Enzymes play a crucial role in the pathogenesis of many fungal pathogens by facilitating their colonization, invasion, and nutrient acquisition within host tissues12. However, S. turcica showed no production of enzymes such as proteases, lipases, phospholipases or keratinases, with implications for its pathogenicity and interaction with the host, probably indicating that the pathogen relies on alternative mechanisms or virulence factors to establish and maintain infection. These mechanisms could include the production of different enzymes, secretion of mycotoxins, modulation of host immune responses, or manipulation of host physiology.

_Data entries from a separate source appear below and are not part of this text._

//! Insertion-ordered dict and set keyed by [`DictKey`].

use std::sync::Arc;

use indexmap::IndexMap;

use crate::{
    builtins::Builtins,
    exception::{ExcType, RunResult},
    heap::{Heap, HeapData, HeapId, Trace},
    resource::ResourceTracker,
    value::Value,
};

type Map<K, V> = IndexMap<K, V, ahash::RandomState>;

/// The hashable identity of a value.
///
/// Numbers that compare equal map to the same key (`1`, `1.0` and `True`), strings and
/// tuples hash structurally, and every other heap value hashes by identity.
#[derive(Debug, Clone, PartialEq, Eq, Hash)]
pub(crate) enum DictKey {
    None,
    Int(i64),
    /// Bit pattern of a non-integral float.
    Float(u64),
    Str(Arc<str>),
    Tuple(Vec<DictKey>),
    Ellipsis,
    Builtin(Builtins),
    ExcType(ExcType),
    /// Address of a shared code object.
    Code(usize),
    Id(HeapId),
}

impl DictKey {
    pub fn new(value: &Value, heap: &Heap<impl ResourceTracker>) -> RunResult<Self> {
        let key = match value {
            Value::None => Self::None,
            Value::Bool(b) => Self::Int(i64::from(*b)),
            Value::Int(i) => Self::Int(*i),
            Value::Float(f) => float_key(*f),
            Value::Str(s) => Self::Str(s.clone()),
            Value::Ellipsis => Self::Ellipsis,
            Value::Builtin(b) => Self::Builtin(*b),
            Value::ExcType(t) => Self::ExcType(*t),
            Value::Code(code) => Self::Code(Arc::as_ptr(code) as usize),
            Value::Unwind(_) => return Err(ExcType::type_error_unhashable("unwinder")),
            Value::Ref(id) => match heap.get(*id) {
                HeapData::Tuple(items) => {
                    let keys = items.iter().map(|item| Self::new(item, heap)).collect::<RunResult<_>>()?;
                    Self::Tuple(keys)
                }
                data @ (HeapData::List(_) | HeapData::Dict(_) | HeapData::Set(_)) => {
                    return Err(ExcType::type_error_unhashable(data.type_name()));
                }
                _ => Self::Id(*id),
            },
        };
        Ok(key)
    }

    pub fn str(name: &str) -> Self {
        Self::Str(Arc::from(name))
    }
}

fn float_key(f: f64) -> DictKey {
    if f.fract() == 0.0 && f.abs() < 9.2e18 {
        DictKey::Int(f as i64)
    } else {
        DictKey::Float(f.to_bits())
    }
}

/// An insertion-ordered mapping. Each entry keeps the original key value next to
/// the stored value so iteration yields real objects.
#[derive(Debug, Default)]
pub(crate) struct Dict {
    map: Map<DictKey, (Value, Value)>,
}

impl Dict {
    pub fn new() -> Self {
        Self::default()
    }

    pub fn len(&self) -> usize {
        self.map.len()
    }

    pub fn is_empty(&self) -> bool {
        self.map.is_empty()
    }

    pub fn get(&self, key: &DictKey) -> Option<&Value> {
        self.map.get(key).map(|(_, value)| value)
    }

    /// Looks up a string key without building a `DictKey` first.
    pub fn get_str(&self, name: &str) -> Option<&Value> {
        self.get(&DictKey::str(name))
    }

    pub fn contains(&self, key: &DictKey) -> bool {
        self.map.contains_key(key)
    }

    /// Inserts or overwrites; an existing entry keeps its position and original key.
    pub fn insert(&mut self, key: DictKey, key_value: Value, value: Value) -> Option<Value> {
        if let Some(entry) = self.map.get_mut(&key) {
            return Some(std::mem::replace(&mut entry.1, value));
        }
        self.map.insert(key, (key_value, value));
        None
    }

    pub fn insert_str(&mut self, name: &str, value: Value) -> Option<Value> {
        let key: Arc<str> = Arc::from(name);
        self.insert(DictKey::Str(key.clone()), Value::Str(key), value)
    }

    pub fn remove(&mut self, key: &DictKey) -> Option<(Value, Value)> {
        self.map.shift_remove(key)
    }

    pub fn keys(&self) -> impl Iterator<Item = &Value> {
        self.map.values().map(|(key, _)| key)
    }

    pub fn values(&self) -> impl Iterator<Item = &Value> {
        self.map.values().map(|(_, value)| value)
    }

    pub fn items(&self) -> impl Iterator<Item = (&Value, &Value)> {
        self.map.values().map(|(key, value)| (key, value))
    }

    /// Entries together with their hash keys, for copying into another dict.
    pub fn entries(&self) -> impl Iterator<Item = (&DictKey, &Value, &Value)> {
        self.map.iter().map(|(hash, (key, value))| (hash, key, value))
    }
}

impl Trace for Dict {
    fn mark_children(&self, work_list: &mut Vec<HeapId>) {
        for (key, value) in self.map.values() {
            key.mark_children(work_list);
            value.mark_children(work_list);
        }
    }
}

/// An insertion-ordered set.
#[derive(Debug, Default)]
pub(crate) struct Set {
    map: Map<DictKey, Value>,
}

impl Set {
    pub fn new() -> Self {
        Self::default()
    }

    pub fn len(&self) -> usize {
        self.map.len()
    }

    pub fn is_empty(&self) -> bool {
        self.map.is_empty()
    }

    pub fn contains(&self, key: &DictKey) -> bool {
        self.map.contains_key(key)
    }

    /// Returns false when the element was already present.
    pub fn add(&mut self, key: DictKey, value: Value) -> bool {
        if self.map.contains_key(&key) {
            return false;
        }
        self.map.insert(key, value);
        true
    }

    pub fn remove(&mut self, key: &DictKey) -> bool {
        self.map.shift_remove(key).is_some()
    }

    pub fn values(&self) -> impl Iterator<Item = &Value> {
        self.map.values()
    }

    pub fn entries(&self) -> impl Iterator<Item = (&DictKey, &Value)> {
        self.map.iter()
    }
}

impl Trace for Set {
    fn mark_children(&self, work_list: &mut Vec<HeapId>) {
        for value in self.map.values() {
            value.mark_children(work_list);
        }
    }
}

#[cfg(test)]
mod tests {
    use super::*;
    use crate::resource::NoLimitTracker;

    #[test]
    fn equal_numbers_share_a_key() {
        let heap = Heap::new(NoLimitTracker::default());
        let one = DictKey::new(&Value::Int(1), &heap).unwrap();
        assert_eq!(DictKey::new(&Value::Bool(true), &heap).unwrap(), one);
        assert_eq!(DictKey::new(&Value::Float(1.0), &heap).unwrap(), one);
        assert_ne!(DictKey::new(&Value::Float(1.5), &heap).unwrap(), one);
    }

    #[test]
    fn lists_are_unhashable() {
        let mut heap = Heap::new(NoLimitTracker::default());
        let list = heap.allocate(HeapData::List(vec![])).unwrap();
        assert!(DictKey::new(&Value::Ref(list), &heap).is_err());
        let tuple = heap.allocate(HeapData::Tuple(vec![Value::Ref(list)])).unwrap();
        assert!(DictKey::new(&Value::Ref(tuple), &heap).is_err());
    }

    #[test]
    fn overwrite_keeps_position() {
        let mut dict = Dict::new();
        dict.insert_str("a", Value::Int(1));
        dict.insert_str("b", Value::Int(2));
        assert!(matches!(dict.insert_str("a", Value::Int(3)), Some(Value::Int(1))));
        let keys: Vec<_> = dict
            .keys()
            .map(|k| match k {
                Value::Str(s) => s.to_string(),
                _ => String::new(),
            })
            .collect();
        assert_eq!(keys, ["a", "b"]);
        assert!(matches!(dict.get_str("a"), Some(Value::Int(3))));
    }

    #[test]
    fn set_add_reports_duplicates() {
        let mut set = Set::new();
        assert!(set.add(DictKey::Int(1), Value::Int(1)));
        assert!(!set.add(DictKey::Int(1), Value::Bool(true)));
        assert_eq!(set.len(), 1);
        assert!(set.remove(&DictKey::Int(1)));
        assert!(set.is_empty());
    }
}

The results for the susceptibility assay showed sensitivity to ketoconazole and itraconazole, with minimum inhibitory concentrations of 25 and 3.37μg/ml, respectively, in addition to nystatin, also of 25μg/ml. Itraconazole is indeed commonly used as a standard antifungal drug for the treatment of various fungal infections. It belongs to the class of drugs known as triazole antifungals and is effective against a wide range of fungal species. It works by inhibiting the synthesis of ergosterol, a key component of fungal cell membranes and was previously reported as the main drug for Microsporum canis dermatophytosis treatment in cats5, thus confirming itraconazole effectiveness against dermatophytes in felines.

This is the first report of a cutaneous infection in an immunocompromised domestic cat caused by S. turcica.